A series of ritualistic killings are baffling an incompetent police force in Victorian London. Sound at all familiar? Despite a small shift eastwards in geography (and one being fictional), the Limehouse Golem and the Jack The Ripper murders have much in common. Starting in 1880 (eight years before Jack began his “funny little game”), the Golem has chalked up five murders by the time Inspector John Kildare (Nighy) is brought onto the case and out of an enforced exile in the theft and fraud department.
A great cast is let down by a script that fails to provide a compelling mystery to solve.
He’s being set up — a scapegoat for the increasingly agitated press to blame as Scotland Yard protects the reputation of their top man. But he’s also good at what he does
and, a few deciphered clues later, he has a list of four suspects — Karl Marx (yes, the Karl Marx), George Gissing (also a real historical figure), music hall legend Dan Leno (Douglas Booth) and failed playwright John Cree (Sam Reid). Cree’s the name that quickly stands out — he was poisoned the day after the most recent Golem murder, and his wife Elizabeth (Olivia Cooke) is standing trial for his murder. Can Kildare pull off the dual feat of solving the Golem murders while simultaneously saving this innocent woman from the gallows? Well, he’s going to give it a damn good go.
All this established, the meat of the story is told via messily placed flashbacks — some originating from the trial, others from Kildare’s surprisingly frequent and unsupervised trips to Elizabeth’s roomy jail cell. Much of this reminiscing takes us to a London music hall where we see Elizabeth go from dogsbody to star and meet her doomed husband.
The film’s problems stem from this structure. Nighy is given the beginnings of a character — he’s a great detective, previously wronged by his colleagues, and has rumours about his private life hanging over his head, but none of this is properly explored. Instead, from this strong start point, Kildare is quickly reduced to little more than a storytelling device — his presence merely facilitating the recounting of Elizabeth’s life story. And, conveyed this way, the murder mystery is no mystery at all — the culprit being so obvious for so long, it may have well been revealed at the beginning like this was an episode of Columbo.

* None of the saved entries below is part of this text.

//! Hand-written doubles for the collaborator traits, shared by unit tests.

use std::fs;
use std::path::{Path, PathBuf};
use std::sync::Arc;
use std::time::Duration;

use crossbeam_channel::{unbounded, Receiver, Sender};
use parking_lot::Mutex;

use crate::models::device::{CaptureDevice, EncoderSettings, MovieContainer, SessionPreset, WriterSettings};
use crate::models::error::CaptureError;
use crate::models::media::{Frame, MediaTime, PixelBuffer, PixelFormat};
use crate::models::recording_result::RecordingResult;
use crate::models::state::CaptureState;
use crate::traits::capture_delegate::CaptureDelegate;
use crate::traits::capture_source::{CaptureSource, FrameCallback};
use crate::traits::device_catalog::DeviceCatalog;
use crate::traits::frame_delegate::FrameDelegate;
use crate::traits::movie_writer::{MovieWriter, MovieWriterFactory};
use crate::traits::photo_library::{AuthorizationStatus, PhotoLibrary};

pub fn frame_at(seconds: f64) -> Frame {
    let buffer = PixelBuffer::new(4, 2, PixelFormat::Nv12FullRange, vec![0x10u8; 12]);
    Frame::new(buffer, MediaTime::from_seconds(seconds, 1_000_000))
}

pub fn unique_temp_dir(name: &str) -> PathBuf {
    std::env::temp_dir().join(format!("video_capture_test_{}_{}", name, uuid::Uuid::new_v4()))
}

pub fn two_camera_devices() -> Vec<CaptureDevice> {
    use crate::models::device::DevicePosition;
    vec![
        CaptureDevice::new("back-id", "Back Camera", DevicePosition::Back),
        CaptureDevice::new("front-id", "Front Camera", DevicePosition::Front),
    ]
}

// --- Device catalog ---

pub struct MockCatalog {
    devices: Vec<CaptureDevice>,
}

impl MockCatalog {
    pub fn new(devices: Vec<CaptureDevice>) -> Self {
        Self { devices }
    }
}

impl DeviceCatalog for MockCatalog {
    fn video_devices(&self) -> Vec<CaptureDevice> {
        self.devices.clone()
    }
}

// --- Capture source ---

#[derive(Debug, Clone, Default)]
pub struct SourceLog {
    pub configurations: usize,
    pub in_transaction: bool,
    pub removed: Vec<String>,
    pub presets: Vec<SessionPreset>,
    pub starts: usize,
    pub stops: usize,
}

pub struct MockSource {
    input: Option<CaptureDevice>,
    running: bool,
    callback: Arc<Mutex<Option<FrameCallback>>>,
    log: Arc<Mutex<SourceLog>>,
    pub has_output: bool,
    pub fail_add_input: bool,
    pub encoder_settings: Option<EncoderSettings>,
}

impl MockSource {
    pub fn new() -> Self {
        Self {
            input: None,
            running: false,
            callback: Arc::new(Mutex::new(None)),
            log: Arc::new(Mutex::new(SourceLog::default())),
            has_output: true,
            fail_add_input: false,
            encoder_settings: Some(EncoderSettings {
                codec: "h264".into(),
                width: 640,
                height: 480,
                average_bit_rate: Some(2_000_000),
            }),
        }
    }

    pub fn log(&self) -> SourceLog {
        self.log.lock().clone()
    }

    /// Handle that survives moving the source into a controller.
    pub fn handle(&self) -> MockSourceHandle {
        MockSourceHandle {
            callback: Arc::clone(&self.callback),
            log: Arc::clone(&self.log),
        }
    }
}

impl CaptureSource for MockSource {
    fn has_video_output(&self) -> bool {
        self.has_output
    }

    fn active_input(&self) -> Option<CaptureDevice> {
        self.input.clone()
    }

    fn begin_configuration(&mut self) {
        self.log.lock().in_transaction = true;
    }

    fn commit_configuration(&mut self) {
        self.log.lock().in_transaction = false;
    }

    fn remove_input(&mut self, device: &CaptureDevice) {
        assert!(self.log.lock().in_transaction, "input removed outside a transaction");
        self.log.lock().removed.push(device.unique_id.clone());
        self.input = None;
    }

    fn can_add_input(&self, _device: &CaptureDevice) -> bool {
        true
    }

    fn add_input(&mut self, device: &CaptureDevice) -> Result<(), CaptureError> {
        if self.fail_add_input {
            return Err(CaptureError::DeviceNotAvailable);
        }
        let mut log = self.log.lock();
        assert!(log.in_transaction, "input added outside a transaction");
        log.configurations += 1;
        self.input = Some(device.clone());
        Ok(())
    }

    fn can_set_session_preset(&self, _preset: SessionPreset) -> bool {
        true
    }

    fn set_session_preset(&mut self, preset: SessionPreset) {
        self.log.lock().presets.push(preset);
    }

    fn recommended_encoder_settings(&self, _container: MovieContainer) -> Option<EncoderSettings> {
        self.encoder_settings.clone()
    }

    fn start_running(&mut self, callback: FrameCallback) -> Result<(), CaptureError> {
        *self.callback.lock() = Some(callback);
        self.running = true;
        self.log.lock().starts += 1;
        Ok(())
    }

    fn stop_running(&mut self) -> Result<(), CaptureError> {
        *self.callback.lock() = None;
        self.running = false;
        self.log.lock().stops += 1;
        Ok(())
    }

    fn is_running(&self) -> bool {
        self.running
    }
}

#[derive(Clone)]
pub struct MockSourceHandle {
    callback: Arc<Mutex<Option<FrameCallback>>>,
    log: Arc<Mutex<SourceLog>>,
}

impl MockSourceHandle {
    /// Deliver a frame the way the capture pipeline would. Returns false if
    /// the source is not running.
    pub fn deliver(&self, frame: Frame) -> bool {
        let callback = self.callback.lock().clone();
        match callback {
            Some(cb) => {
                cb(frame);
                true
            }
            None => false,
        }
    }

    pub fn log(&self) -> SourceLog {
        self.log.lock().clone()
    }

    /// The callback of the current run, kept alive past a stop.
    pub fn callback(&self) -> Option<FrameCallback> {
        self.callback.lock().clone()
    }
}

// --- Movie writer ---

#[derive(Debug, Default)]
struct WriterLog {
    created: usize,
    appended: Vec<MediaTime>,
    last_settings: Option<WriterSettings>,
    not_ready: bool,
    fail_create: bool,
    fail_start: bool,
    fail_append: bool,
    append_delay: Option<Duration>,
    finished: usize,
}

#[derive(Clone, Default)]
pub struct MockWriterFactory {
    log: Arc<Mutex<WriterLog>>,
}

impl MockWriterFactory {
    pub fn new() -> Self {
        Self::default()
    }

    pub fn created(&self) -> usize {
        self.log.lock().created
    }

    pub fn appended(&self) -> Vec<MediaTime> {
        self.log.lock().appended.clone()
    }

    pub fn finished(&self) -> usize {
        self.log.lock().finished
    }

    pub fn last_settings(&self) -> Option<WriterSettings> {
        self.log.lock().last_settings.clone()
    }

    pub fn set_ready(&self, ready: bool) {
        self.log.lock().not_ready = !ready;
    }

    pub fn set_fail_create(&self, fail: bool) {
        self.log.lock().fail_create = fail;
    }

    pub fn set_fail_start(&self, fail: bool) {
        self.log.lock().fail_start = fail;
    }

    pub fn set_fail_append(&self, fail: bool) {
        self.log.lock().fail_append = fail;
    }

    /// Make every append take `delay`, like an encoder that cannot keep up.
    pub fn set_append_delay(&self, delay: Duration) {
        self.log.lock().append_delay = Some(delay);
    }
}

impl MovieWriterFactory for MockWriterFactory {
    fn create(&self, path: &Path, settings: &WriterSettings) -> Result<Box<dyn MovieWriter>, CaptureError> {
        let mut log = self.log.lock();
        if log.fail_create {
            return Err(CaptureError::WriterCreationFailed("mock refused".into()));
        }
        // Like a real writer, creation leaves a file behind.
        if let Some(parent) = path.parent() {
            fs::create_dir_all(parent).map_err(|e| CaptureError::WriterCreationFailed(e.to_string()))?;
        }
        fs::write(path, b"").map_err(|e| CaptureError::WriterCreationFailed(e.to_string()))?;
        log.created += 1;
        log.last_settings = Some(settings.clone());
        Ok(Box::new(MockWriter {
            path: path.to_path_buf(),
            log: Arc::clone(&self.log),
            finished: false,
        }))
    }
}

struct MockWriter {
    path: PathBuf,
    log: Arc<Mutex<WriterLog>>,
    finished: bool,
}

impl MovieWriter for MockWriter {
    fn start_session(&mut self, _at: MediaTime) -> Result<(), CaptureError> {
        if self.log.lock().fail_start {
            return Err(CaptureError::WriterCreationFailed("mock session refused".into()));
        }
        Ok(())
    }

    fn is_ready_for_more_media_data(&self) -> bool {
        !self.finished && !self.log.lock().not_ready
    }

    fn append(&mut self, _buffer: &PixelBuffer, presentation_time: MediaTime) -> Result<(), CaptureError> {
        let delay = self.log.lock().append_delay;
        if let Some(delay) = delay {
            std::thread::sleep(delay);
        }
        let mut log = self.log.lock();
        if log.fail_append {
            return Err(CaptureError::AppendFailed("mock refused".into()));
        }
        log.appended.push(presentation_time);
        Ok(())
    }

    fn mark_as_finished(&mut self) {
        self.finished = true;
    }

    fn finish_writing(&mut self) -> Result<PathBuf, CaptureError> {
        if let Some(parent) = self.path.parent() {
            fs::create_dir_all(parent).map_err(|e| CaptureError::StorageError(e.to_string()))?;
        }
        fs::write(&self.path, b"mock movie").map_err(|e| CaptureError::StorageError(e.to_string()))?;
        self.log.lock().finished += 1;
        Ok(self.path.clone())
    }
}

// --- Photo library ---

#[derive(Debug)]
struct LibraryLog {
    status: AuthorizationStatus,
    answer: AuthorizationStatus,
    requests: usize,
    saved: Vec<PathBuf>,
    fail_save: bool,
}

#[derive(Clone)]
pub struct MockLibrary {
    log: Arc<Mutex<LibraryLog>>,
}

impl MockLibrary {
    pub fn new(status: AuthorizationStatus, answer: AuthorizationStatus) -> Self {
        Self {
            log: Arc::new(Mutex::new(LibraryLog {
                status,
                answer,
                requests: 0,
                saved: Vec::new(),
                fail_save: false,
            })),
        }
    }

    pub fn authorized() -> Self {
        Self::new(AuthorizationStatus::Authorized, AuthorizationStatus::Authorized)
    }

    pub fn requests(&self) -> usize {
        self.log.lock().requests
    }

    pub fn saved(&self) -> Vec<PathBuf> {
        self.log.lock().saved.clone()
    }

    pub fn set_fail_save(&self, fail: bool) {
        self.log.lock().fail_save = fail;
    }
}

impl PhotoLibrary for MockLibrary {
    fn authorization_status(&self) -> AuthorizationStatus {
        self.log.lock().status
    }

    fn request_authorization(&self) -> AuthorizationStatus {
        let mut log = self.log.lock();
        log.requests += 1;
        log.status = log.answer;
        log.answer
    }

    fn save_video(&self, path: &Path) -> Result<(), CaptureError> {
        let mut log = self.log.lock();
        if log.fail_save {
            return Err(CaptureError::SaveFailed("mock library error".into()));
        }
        log.saved.push(path.to_path_buf());
        Ok(())
    }
}

// --- Delegates ---

#[derive(Debug, Clone, PartialEq)]
pub enum Event {
    State(CaptureState),
    Error(CaptureError),
    Finished(RecordingResult),
    Frame { rotation: u32, timestamp: MediaTime },
}

/// Delegate that turns every callback into an `Event` on a channel.
pub struct ChannelDelegate {
    tx: Sender<Event>,
}

impl ChannelDelegate {
    pub fn new() -> (Arc<Self>, Receiver<Event>) {
        let (tx, rx) = unbounded();
        (Arc::new(Self { tx }), rx)
    }
}

impl CaptureDelegate for ChannelDelegate {
    fn on_state_changed(&self, state: &CaptureState) {
        let _ = self.tx.send(Event::State(*state));
    }

    fn on_error(&self, error: &CaptureError) {
        let _ = self.tx.send(Event::Error(error.clone()));
    }

    fn on_capture_finished(&self, result: &RecordingResult) {
        let _ = self.tx.send(Event::Finished(result.clone()));
    }
}

impl FrameDelegate for ChannelDelegate {
    fn on_frame(&self, _buffer: &PixelBuffer, rotation_degrees: u32, timestamp: MediaTime) {
        let _ = self.tx.send(Event::Frame {
            rotation: rotation_degrees,
            timestamp,
        });
    }
}

/// Wait for the first event matching `pred`, skipping the rest.
pub fn wait_for(rx: &Receiver<Event>, pred: impl Fn(&Event) -> bool) -> Option<Event> {
    loop {
        match rx.recv_timeout(Duration::from_secs(5)) {
            Ok(event) if pred(&event) => return Some(event),
            Ok(_) => continue,
            Err(_) => return None,
        }
    }
}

It’s in the slices of Victorian music hall life where the film is at its best, elevated to the standard of a Sunday night TV drama. Bawdy songs are sung and off-colour jokes are told (all of which seem tame by today’s standards), and they add palpable energy to the engagingly soapy proceedings of the players’ relationships. Booth is especially memorable as the troupe’s star and Olivia’s surrogate big brother.
There’s also glee taken in the theatricality of the Golem’s murders. One victim is sawn up, the head placed on an altar, while the limbs and torso are placed on the pews as a rapt audience for a macabre sermon. In another instance, a penis is left as a bookmark in a volume of Jewish folklore — the source of the press’ ‘Golem’ nickname for the killer. But this fails to translate into an effective atmosphere. Where the violence should shock or repel, it instead comes off as cartoonish, the film never successfully capturing the fear of the local populace or the danger potentially lurking in Limehouse’s gas-lit streets. But while this is a problem, telegraphing its villain, but believing it hasn’t, is The Limehouse Golem’s greatest crime.